UUMFE Signs on to Letter of Support for the Great Plains Tribal Chairmen’s Association

Graphic courtesy of Indigenous Environmental Network

On October 2nd, climate activists from Europe to the coasts of the United States and Canada took to the streets and virtual spaces as part of “Stop Funding Tar Sands: Day of Solidarity with Frontline Communities.” Organized by Stop the Money Pipeline, coordinated actions targeted asset manager BlackRock, JP Morgan Chase Bank, and insurer Liberty Mutual for funding the Line 3, Trans Mountain, and Keystone XL Pipelines.

UUMFE, along with other organizations, supported the Liberty Mutual campaign by signing onto a letter of support for the Great Plains Tribal Chairmen’s Association’s demands that the company stop insuring the Keystone XL pipeline immediately and meet with Indigenous leaders. The Great Plains Tribal Chairman’s Association represents the sixteen tribal leaders representing all the native nations within the area of what is currently South Dakota, North Dakota, and Nebraska. These nations have fought Keystone XL and the expansion of tar sands oil projects from crossing their territories for more than a decade. Thousands of climate activists and citizens signed online petitions demanding the same which were delivered to the company’s Boston headquarters on October 2nd.

Often, I’m asked, “Does it really matter? Will it make a difference?” 

Lasting change can result from the cumulative effect of strategic, targeted campaigns like this when the demands are clear, relationships of accountability are pursued, and public pressure is sustained. Yes, it takes more than UUMFE’s one letter, or my signature on a petition, or “like” a call to action or article. It takes all of us – taking whatever actions we can, liking writing those letters, signing those petitions, protesting, supporting the organizations sponsoring the campaigns —  to add those proverbial drops of water one at a time to the bucket.

We know Big Insurance, Big Money, and Big Oil are listening and watching — not just to the activists, but also to their peers in the industry. We know that sustained corporate, peer pressure can be effective in helping create lasting change.
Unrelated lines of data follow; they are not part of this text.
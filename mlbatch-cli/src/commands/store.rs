use anyhow::Result;
use mlbatch_config::MlbatchConfig;

use super::open_status_store;

pub async fn halt(key: &str, clear: bool, config: &MlbatchConfig) -> Result<()> {
    let store = open_status_store(&config.store)?;
    if clear {
        store.clear_halt(key).await?;
        println!("Cleared halt signal '{}'", key);
    } else {
        store.set_halt(key).await?;
        println!("Set halt signal '{}'", key);
    }
    Ok(())
}

pub async fn status(key: &str, count: Option<usize>, config: &MlbatchConfig) -> Result<()> {
    let store = open_status_store(&config.store)?;
    let statuses = store.statuses(key).await?;

    match count {
        Some(count) => {
            for index in 0..count {
                let status = statuses
                    .get(&index)
                    .map(|s| s.as_str())
                    .unwrap_or("unknown");
                println!("{}\t{}", index, status);
            }
        }
        None => {
            for (index, status) in &statuses {
                println!("{}\t{}", index, status);
            }
        }
    }
    Ok(())
}
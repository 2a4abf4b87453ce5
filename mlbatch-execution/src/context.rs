//! Per-dispatch execution context

use mlbatch_core::BatchOptions;
use std::fmt;
use std::sync::Arc;

use crate::handler::JobHandler;

/// Everything a [`JobExecutor`](crate::JobExecutor) needs to know about the
/// dispatch a job belongs to
#[derive(Clone, Default)]
pub struct ExecutionContext {
    /// Handler for jobs that miss the job cache; the local shell handler
    /// when unset
    pub handler: Option<Arc<dyn JobHandler>>,
    pub halt_key: Option<String>,
    pub status_key: Option<String>,
    pub result_key: Option<String>,
    pub cache_only: bool,
    /// Store key of the job cache; no caching when unset
    pub job_cache_key: Option<String>,
}

impl ExecutionContext {
    /// Context for a batch dispatched with `options`
    pub fn from_options(options: &BatchOptions) -> Self {
        Self {
            handler: None,
            halt_key: options.halt_key.clone(),
            status_key: options.status_key.clone(),
            result_key: options.result_key.clone(),
            cache_only: options.cache_only,
            job_cache_key: None,
        }
    }

    pub fn with_handler(mut self, handler: Arc<dyn JobHandler>) -> Self {
        self.handler = Some(handler);
        self
    }

    pub fn with_job_cache_key(mut self, key: impl Into<String>) -> Self {
        self.job_cache_key = Some(key.into());
        self
    }
}

impl fmt::Debug for ExecutionContext {
    fn fmt(&self, f: &mut fmt::Formatter<'_>) -> fmt::Result {
        f.debug_struct("ExecutionContext")
            .field("handler", &self.handler.as_ref().map(|h| h.name()))
            .field("halt_key", &self.halt_key)
            .field("status_key", &self.status_key)
            .field("result_key", &self.result_key)
            .field("cache_only", &self.cache_only)
            .field("job_cache_key", &self.job_cache_key)
            .finish()
    }
}
//! mlbatch execution engine
//!
//! Runs batches of independent jobs sequentially, on a bounded local pool,
//! or fanned out over cluster worker processes that pull job indices from a
//! shared counter file and report through the status/result store.

pub mod allocator;
pub mod cluster;
pub mod context;
pub mod error;
pub mod executor;
pub mod handler;
pub mod orchestrator;

// Re-export main types
pub use allocator::WorkIndexAllocator;
pub use cluster::{ClusterLauncher, ClusterSpec, HALTED_EXIT_CODE};
pub use context::ExecutionContext;
pub use error::ExecutionError;
pub use executor::JobExecutor;
pub use handler::{ClusterHandler, JobHandler, LocalShellHandler, PoolHandler};
pub use orchestrator::BatchOrchestrator;
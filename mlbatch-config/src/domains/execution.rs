//! Batch execution configuration

use crate::error::ConfigResult;
use crate::validation::{validate_positive, validate_required_string, Validatable};
use serde::{Deserialize, Serialize};

/// Batch execution configuration
#[derive(Debug, Clone, Serialize, Deserialize)]
#[serde(default)]
pub struct ExecutionConfig {
    /// Pool size of the cache-only precheck performed before a cluster launch
    pub cache_precheck_workers: usize,

    /// Pool size used when a batch does not request one
    pub default_workers: Option<usize>,

    /// Store key holding successful results by job signature
    pub job_cache_key: String,
}

impl Default for ExecutionConfig {
    fn default() -> Self {
        Self {
            cache_precheck_workers: default_cache_precheck_workers(),
            default_workers: None,
            job_cache_key: default_job_cache_key(),
        }
    }
}

impl Validatable for ExecutionConfig {
    fn validate(&self) -> ConfigResult<()> {
        validate_positive(
            self.cache_precheck_workers,
            "cache_precheck_workers",
            self.domain_name(),
        )?;

        if let Some(workers) = self.default_workers {
            validate_positive(workers, "default_workers", self.domain_name())?;
        }

        validate_required_string(&self.job_cache_key, "job_cache_key", self.domain_name())?;

        Ok(())
    }

    fn domain_name(&self) -> &'static str {
        "execution"
    }
}

fn default_cache_precheck_workers() -> usize {
    20
}

fn default_job_cache_key() -> String {
    "mlbatch-job-cache".to_string()
}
I notice that even the Insurance Industry Press took note:  “Liberty Mutual slammed for Tar Sands Involvement.”  Last month, as part of a similar campaign, sustainably-minded business leaders chimed in for the first time, too, with 60 companies calling on insurers to drop fossil fuels and support renewables.  

Learn more about the role of big insurance and the Stop the Money Pipeline campaign from this op-ed co-authored by Rainforest Action Network and 350.org campaign managers.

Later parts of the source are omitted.